Improve Disk Storage & Table Partitions
Hi,
I am new to this Vertica Project.
We have a cluster with 36 nodes and the free disk space in all the nodes are less than 20%.
I am trying to analyze all tables and its storage, would like to recommend some solutions.
Noticed following issues,
1. We have some data that gets uploaded to TABLE_DAILY on a daily basis, same data is summarized and stored in TABLE_WEEKLY & TABLE_MONTHLY (monthly summary).
TABLE_DAILY is partitioned by DATE (Occupies 10TB data)
TABLE_WEEKLY is partitioned by WEEK (Occupies 10TB data)
TABLE_MONTHLY is partitioned by MONTH (Occupies 10TB data)
WEEKLY & MONTHLY tables are created to improve the performance when tableau connects to pull data from Vertica.
Can I keep only one table TABLE_DAILY which is partitioned by DATE, WEEK & MONTH so that it improves performance when Tableau connects to Vertica and can save more space.

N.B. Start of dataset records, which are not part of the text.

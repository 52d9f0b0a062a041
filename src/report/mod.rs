// src/report/mod.rs
// =============================================================================
// This module aggregates check outcomes into the final result set.
//
// Key functionality:
// - CheckStatus / CheckOutcome: what happened to a single link
// - ResultSet: counters + per-document problem lists for one scan run
// - record(): the single merge point every outcome flows through
// - print_summary(): human-readable output (there's also --json via serde)
//
// Design rule: only problems are materialized. A link that checks out alive
// produces no outcome and no entry anywhere - the summary lists what's wrong,
// not what's fine.
//
// Rust concepts:
// - Enums: To represent the outcome statuses
// - BTreeMap: An ordered map, so output order is stable between runs
// - serde derive: JSON output for free
// =============================================================================

use serde::Serialize;
use std::collections::BTreeMap;
use std::path::PathBuf;

use crate::scan::Link;

// Represents the status of a link after checking
//
// #[derive(Serialize)] lets us convert to JSON
#[derive(Debug, Clone, Copy, PartialEq, Eq, Serialize)]
#[serde(rename_all = "snake_case")]
pub enum CheckStatus {
    /// Link target resolves (never recorded - alive links produce no outcome)
    Alive,
    /// Link target does not resolve; counts toward the failure signal
    Dead,
    /// The URL itself is the empty string
    Empty,
    /// Link matched an exclude pattern and was skipped
    Ignored,
    /// Something unexpected went wrong while checking this one link
    Error,
}

impl CheckStatus {
    // Single-character marker used in the problem listing
    pub fn marker(&self) -> &'static str {
        match self {
            CheckStatus::Alive => "✓",
            CheckStatus::Dead => "✖",
            CheckStatus::Empty => "-",
            CheckStatus::Ignored => "/",
            CheckStatus::Error => "⚠",
        }
    }
}

// Represents the result of checking a single link
#[derive(Debug, Clone)]
pub struct CheckOutcome {
    /// The link that was checked
    pub link: Link,
    /// What happened to it
    pub status: CheckStatus,
    /// Optional extra information (HTTP status code, error description)
    pub detail: Option<String>,
}

impl CheckOutcome {
    pub fn new(link: Link, status: CheckStatus) -> Self {
        Self {
            link,
            status,
            detail: None,
        }
    }

    pub fn with_detail(link: Link, status: CheckStatus, detail: impl Into<String>) -> Self {
        Self {
            link,
            status,
            detail: Some(detail.into()),
        }
    }
}

// One entry in a document's problem list
#[derive(Debug, Clone, Serialize)]
pub struct Problem {
    pub url: String,
    pub status: CheckStatus,
    #[serde(skip_serializing_if = "Option::is_none")]
    pub detail: Option<String>,
}

// The accumulator for one scan run
//
// Created at scan start, fed by record(), read once at the end to render
// the summary and compute the exit code.
//
// BTreeMap (not HashMap) keys the problems by document path in sorted
// order, so two scans of the same tree print identical output.
#[derive(Debug, Default, Serialize)]
pub struct ResultSet {
    pub total: usize,
    pub local: usize,
    pub remote: usize,
    pub empty: usize,
    pub skipped: usize,
    pub broken: usize,
    pub files_checked: usize,
    pub problems: BTreeMap<PathBuf, Vec<Problem>>,
}

impl ResultSet {
    pub fn new() -> Self {
        Self::default()
    }

    // Merges one outcome into the counters and problem lists
    //
    // This is the only place outcomes are applied. Check tasks return
    // values; a single coordinator loop calls record() with each of them,
    // so the counters never need locking.
    pub fn record(&mut self, outcome: CheckOutcome) {
        match outcome.status {
            // Alive links are implicit - nothing to report
            CheckStatus::Alive => return,
            CheckStatus::Dead => self.broken += 1,
            CheckStatus::Empty => self.empty += 1,
            CheckStatus::Ignored => self.skipped += 1,
            // Errors show up in the problem list but are not "broken"
            CheckStatus::Error => {}
        }

        self.problems
            .entry(outcome.link.source)
            .or_default()
            .push(Problem {
                url: outcome.link.url,
                status: outcome.status,
                detail: outcome.detail,
            });
    }

    // The overall failure signal: the scan fails iff something is broken.
    // Empty, ignored and errored links never fail the run.
    pub fn failed(&self) -> bool {
        self.broken > 0
    }
}

// Prints the human-readable summary: counter block first, then one section
// per document that had problems
pub fn print_summary(results: &ResultSet) {
    println!();
    println!("📊 Summary:");
    println!("   Total files checked: {}", results.files_checked);
    println!("   Total links checked: {}", results.total);
    println!("           Local links: {}", results.local);
    println!("          Remote links: {}", results.remote);
    println!("           Empty links: {}", results.empty);
    println!("          Broken links: {}", results.broken);
    println!("         Skipped links: {}", results.skipped);

    for (document, problems) in &results.problems {
        println!();
        println!("{}:", document.display());
        for problem in problems {
            match &problem.detail {
                Some(detail) => println!("[{}] {} ({})", problem.status.marker(), problem.url, detail),
                None => println!("[{}] {}", problem.status.marker(), problem.url),
            }
        }
    }

    println!();
    if results.broken == 0 {
        println!("✅ No broken links!");
    } else {
        println!("❌ {} broken link(s) found", results.broken);
    }
}

// -----------------------------------------------------------------------------
// BEGINNER NOTES:
//
// 1. Why BTreeMap instead of HashMap?
//    - BTreeMap keeps its keys sorted
//    - HashMap iteration order changes between runs (it's randomized!)
//    - Sorted keys mean the problem listing always comes out in the same
//      order - important for diffable CI logs and for our idempotence tests
//
// 2. Why does record() take the outcome by value?
//    - The outcome's strings move straight into the problem list
//    - No clone needed; the borrow checker proves nobody else still uses it
//
// 3. What does #[serde(skip_serializing_if = "Option::is_none")] do?
//    - Leaves the "detail" field out of the JSON when there isn't one
//    - Keeps the output compact instead of full of "detail": null
// -----------------------------------------------------------------------------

Can you suggest some options please.
- We have a retention policy, to keep data in Vertica for 3 years. Can we create a Storage Policy and move all data which are older than 3 years?
Could you please suggest some options to improve some space in our DB.
Thanks in Advance.
Comments
Number 1:
For TABLE_DAILY, what do you mean by DATE? Like 11/13/2017, 11/14/2017, 11/15/2017, etc.? Or do you mean DAY (i.e. 0, 1, 2, 3, 4, 5, 6, 7)? If its by date than I'm sure you'd exceed the 1,024 ROS container limit as each partition in stored in its own container.
Vertica 9 has a great feature called "Hierarchical Partitioning" that could help you reduced the number of ROS containers used.
See:
https://my.vertica.com/docs/9.0.x/HTML/index.htm#Authoring/AdministratorsGuide/Partitions/HierarchicalPartitioning.htm
Number 2:
You can create a storage policies for less often queried data partitions (i.e. older dates).
See:
https://my.vertica.com/docs/9.0.x/HTML/index.htm#Authoring/AdministratorsGuide/StorageLocations/CreatingStoragePoliciesForOldData.htm
Thanks Jim.
**Number 1 **
TABLE_DAILY is partitioned by - The day of the year (1–365/366).
Could you please let me know whether can we have below 3 partitions in one table,
1. DOY
2. Year53 + Week
3. Year12 + Month
Certainly you can create those partitions, but I'd recommend against it. Take a peek at the following links:
https://my.vertica.com/kb/HPE-Vertica-Partitions-The-FAQs/Content/FAQs/HPE-Vertica-Partitions-The-FAQs.htm
https://my.vertica.com/docs/8.1.x/HTML/index.htm#Authoring/AdministratorsGuide/Partitions/BestPractices.htm
I'd highly recommend looking at "Hierarchical Partitioning" if you can!
https://my.vertica.com/docs/8.1.x/HTML/index.htm#Authoring/AdministratorsGuide/Partitions/BestPractices.htm
Thanks Jim. I will take a look.
You should check if the projections have a right encoding. Maybe just changing the encoding will reduce the storage footprint. You can see encoding in the projection_column table.
As Jim mentions take a look at Hierarchical partition and that can help to reduce the storage print taking advantage of the encoding.
https://my.vertica.com/docs/9.0.x/HTML/index.htm#Authoring/AdministratorsGuide/Partitions/HierarchicalPartitioning.htm?Highlight=hierarchy
Hi Emoreno,
1.Columns are encoded as RLE or AUTO. Would like to use DESIGNER_DESIGN_PROJECTION_ENCODINGS and take a look at the script for the suggested column encodings in the biggest table.
I ran the DESIGNER_DESIGN_PROJECTION_ENCODINGS, and looks like the table columns are encoded as per the recommendations. I don't see much difference in the encoding type between existing & recommended.
Is it possible to try BZIP / GZIP but it is not recommended(by designer) though in any of the columns.
Do you have any update on above post